» **TASK STATEMENT**:
Copy the entries below in full, keeping them exactly as they are.

(Saved entries)
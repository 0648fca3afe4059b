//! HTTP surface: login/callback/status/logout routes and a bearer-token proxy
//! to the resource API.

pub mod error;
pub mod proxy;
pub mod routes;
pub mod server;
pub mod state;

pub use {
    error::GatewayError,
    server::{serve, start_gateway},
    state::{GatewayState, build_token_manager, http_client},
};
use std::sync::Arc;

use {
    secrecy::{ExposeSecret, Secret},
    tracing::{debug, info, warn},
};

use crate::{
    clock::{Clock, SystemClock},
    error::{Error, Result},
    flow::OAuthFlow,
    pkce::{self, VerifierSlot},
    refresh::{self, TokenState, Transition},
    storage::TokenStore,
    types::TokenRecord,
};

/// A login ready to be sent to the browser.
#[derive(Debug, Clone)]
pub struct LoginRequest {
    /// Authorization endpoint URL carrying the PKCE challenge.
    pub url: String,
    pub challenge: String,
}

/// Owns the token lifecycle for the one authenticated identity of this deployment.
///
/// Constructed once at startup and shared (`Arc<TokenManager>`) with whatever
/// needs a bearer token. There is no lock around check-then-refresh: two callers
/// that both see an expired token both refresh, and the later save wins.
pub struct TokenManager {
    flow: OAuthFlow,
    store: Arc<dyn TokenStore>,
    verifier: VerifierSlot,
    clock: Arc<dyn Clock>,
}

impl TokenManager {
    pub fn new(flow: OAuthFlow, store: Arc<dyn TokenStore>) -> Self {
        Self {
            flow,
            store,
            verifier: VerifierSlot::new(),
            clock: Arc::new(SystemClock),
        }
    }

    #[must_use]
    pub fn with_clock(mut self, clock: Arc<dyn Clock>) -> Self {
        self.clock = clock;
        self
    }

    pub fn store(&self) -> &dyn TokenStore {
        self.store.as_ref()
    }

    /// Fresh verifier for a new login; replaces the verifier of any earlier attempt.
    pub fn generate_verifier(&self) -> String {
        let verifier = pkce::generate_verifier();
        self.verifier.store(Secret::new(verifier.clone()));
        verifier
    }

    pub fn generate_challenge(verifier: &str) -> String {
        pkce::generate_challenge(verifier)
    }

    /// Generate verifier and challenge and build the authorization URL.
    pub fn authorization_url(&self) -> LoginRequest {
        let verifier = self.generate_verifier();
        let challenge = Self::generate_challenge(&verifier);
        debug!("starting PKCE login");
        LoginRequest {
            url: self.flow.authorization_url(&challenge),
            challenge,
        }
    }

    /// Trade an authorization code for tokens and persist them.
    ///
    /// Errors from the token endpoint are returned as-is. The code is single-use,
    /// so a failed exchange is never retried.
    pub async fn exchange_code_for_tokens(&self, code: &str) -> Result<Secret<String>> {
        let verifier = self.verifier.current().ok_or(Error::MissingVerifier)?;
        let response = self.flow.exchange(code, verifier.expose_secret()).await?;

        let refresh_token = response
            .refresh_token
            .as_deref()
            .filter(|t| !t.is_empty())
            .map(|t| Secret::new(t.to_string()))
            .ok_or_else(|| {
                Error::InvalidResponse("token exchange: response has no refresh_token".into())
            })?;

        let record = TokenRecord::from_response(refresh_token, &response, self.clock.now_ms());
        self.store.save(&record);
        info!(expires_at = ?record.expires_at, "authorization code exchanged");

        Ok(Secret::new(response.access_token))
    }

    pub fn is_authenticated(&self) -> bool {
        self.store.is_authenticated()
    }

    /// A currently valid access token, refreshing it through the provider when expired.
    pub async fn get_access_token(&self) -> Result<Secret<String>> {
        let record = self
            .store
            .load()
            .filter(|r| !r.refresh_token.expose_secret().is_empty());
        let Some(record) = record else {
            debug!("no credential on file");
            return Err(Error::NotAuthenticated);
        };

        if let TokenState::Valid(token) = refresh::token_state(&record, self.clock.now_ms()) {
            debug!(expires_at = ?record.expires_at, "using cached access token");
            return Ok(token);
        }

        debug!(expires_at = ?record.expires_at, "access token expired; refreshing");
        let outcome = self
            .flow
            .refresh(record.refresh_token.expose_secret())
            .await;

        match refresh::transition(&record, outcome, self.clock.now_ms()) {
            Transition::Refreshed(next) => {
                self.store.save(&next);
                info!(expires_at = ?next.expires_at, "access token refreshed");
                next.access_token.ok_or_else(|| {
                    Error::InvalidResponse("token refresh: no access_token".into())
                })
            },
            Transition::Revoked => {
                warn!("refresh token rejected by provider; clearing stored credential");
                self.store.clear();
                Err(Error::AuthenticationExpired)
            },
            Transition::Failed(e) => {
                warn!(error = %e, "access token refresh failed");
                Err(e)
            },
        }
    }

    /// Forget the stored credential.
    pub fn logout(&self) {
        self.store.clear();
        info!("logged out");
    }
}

» **RESPONSE TO THE TASK**:
repository 0648fca3afe4059b
//! HTTP surface: login/callback/status/logout routes and a bearer-token proxy
//! to the resource API.

pub mod error;
pub mod proxy;
pub mod routes;
pub mod server;
pub mod state;

pub use {
    error::GatewayError,
    server::{serve, start_gateway},
    state::{GatewayState, build_token_manager, http_client},
};
use std::sync::Arc;

use {
    secrecy::{ExposeSecret, Secret},
    tracing::{debug, info, warn},
};

use crate::{
    clock::{Clock, SystemClock},
    error::{Error, Result},
    flow::OAuthFlow,
    pkce::{self, VerifierSlot},
    refresh::{self, TokenState, Transition},
    storage::TokenStore,
    types::TokenRecord,
};

/// A login ready to be sent to the browser.
#[derive(Debug, Clone)]
pub struct LoginRequest {
    /// Authorization endpoint URL carrying the PKCE challenge.
    pub url: String,
    pub challenge: String,
}

/// Owns the token lifecycle for the one authenticated identity of this deployment.
///
/// Constructed once at startup and shared (`Arc<TokenManager>`) with whatever
/// needs a bearer token. There is no lock around check-then-refresh: two callers
/// that both see an expired token both refresh, and the later save wins.
pub struct TokenManager {
    flow: OAuthFlow,
    store: Arc<dyn TokenStore>,
    verifier: VerifierSlot,
    clock: Arc<dyn Clock>,
}

impl TokenManager {
    pub fn new(flow: OAuthFlow, store: Arc<dyn TokenStore>) -> Self {
        Self {
            flow,
            store,
            verifier: VerifierSlot::new(),
            clock: Arc::new(SystemClock),
        }
    }

    #[must_use]
    pub fn with_clock(mut self, clock: Arc<dyn Clock>) -> Self {
        self.clock = clock;
        self
    }

    pub fn store(&self) -> &dyn TokenStore {
        self.store.as_ref()
    }

    /// Fresh verifier for a new login; replaces the verifier of any earlier attempt.
    pub fn generate_verifier(&self) -> String {
        let verifier = pkce::generate_verifier();
        self.verifier.store(Secret::new(verifier.clone()));
        verifier
    }

    pub fn generate_challenge(verifier: &str) -> String {
        pkce::generate_challenge(verifier)
    }

    /// Generate verifier and challenge and build the authorization URL.
    pub fn authorization_url(&self) -> LoginRequest {
        let verifier = self.generate_verifier();
        let challenge = Self::generate_challenge(&verifier);
        debug!("starting PKCE login");
        LoginRequest {
            url: self.flow.authorization_url(&challenge),
            challenge,
        }
    }

    /// Trade an authorization code for tokens and persist them.
    ///
    /// Errors from the token endpoint are returned as-is. The code is single-use,
    /// so a failed exchange is never retried.
    pub async fn exchange_code_for_tokens(&self, code: &str) -> Result<Secret<String>> {
        let verifier = self.verifier.current().ok_or(Error::MissingVerifier)?;
        let response = self.flow.exchange(code, verifier.expose_secret()).await?;

        let refresh_token = response
            .refresh_token
            .as_deref()
            .filter(|t| !t.is_empty())
            .map(|t| Secret::new(t.to_string()))
            .ok_or_else(|| {
                Error::InvalidResponse("token exchange: response has no refresh_token".into())
            })?;

        let record = TokenRecord::from_response(refresh_token, &response, self.clock.now_ms());
        self.store.save(&record);
        info!(expires_at = ?record.expires_at, "authorization code exchanged");

        Ok(Secret::new(response.access_token))
    }

    pub fn is_authenticated(&self) -> bool {
        self.store.is_authenticated()
    }

    /// A currently valid access token, refreshing it through the provider when expired.
    pub async fn get_access_token(&self) -> Result<Secret<String>> {
        let record = self
            .store
            .load()
            .filter(|r| !r.refresh_token.expose_secret().is_empty());
        let Some(record) = record else {
            debug!("no credential on file");
            return Err(Error::NotAuthenticated);
        };

        if let TokenState::Valid(token) = refresh::token_state(&record, self.clock.now_ms()) {
            debug!(expires_at = ?record.expires_at, "using cached access token");
            return Ok(token);
        }

        debug!(expires_at = ?record.expires_at, "access token expired; refreshing");
        let outcome = self
            .flow
            .refresh(record.refresh_token.expose_secret())
            .await;

        match refresh::transition(&record, outcome, self.clock.now_ms()) {
            Transition::Refreshed(next) => {
                self.store.save(&next);
                info!(expires_at = ?next.expires_at, "access token refreshed");
                next.access_token.ok_or_else(|| {
                    Error::InvalidResponse("token refresh: no access_token".into())
                })
            },
            Transition::Revoked => {
                warn!("refresh token rejected by provider; clearing stored credential");
                self.store.clear();
                Err(Error::AuthenticationExpired)
            },
            Transition::Failed(e) => {
                warn!(error = %e, "access token refresh failed");
                Err(e)
            },
        }
    }

    /// Forget the stored credential.
    pub fn logout(&self) {
        self.store.clear();
        info!("logged out");
    }
}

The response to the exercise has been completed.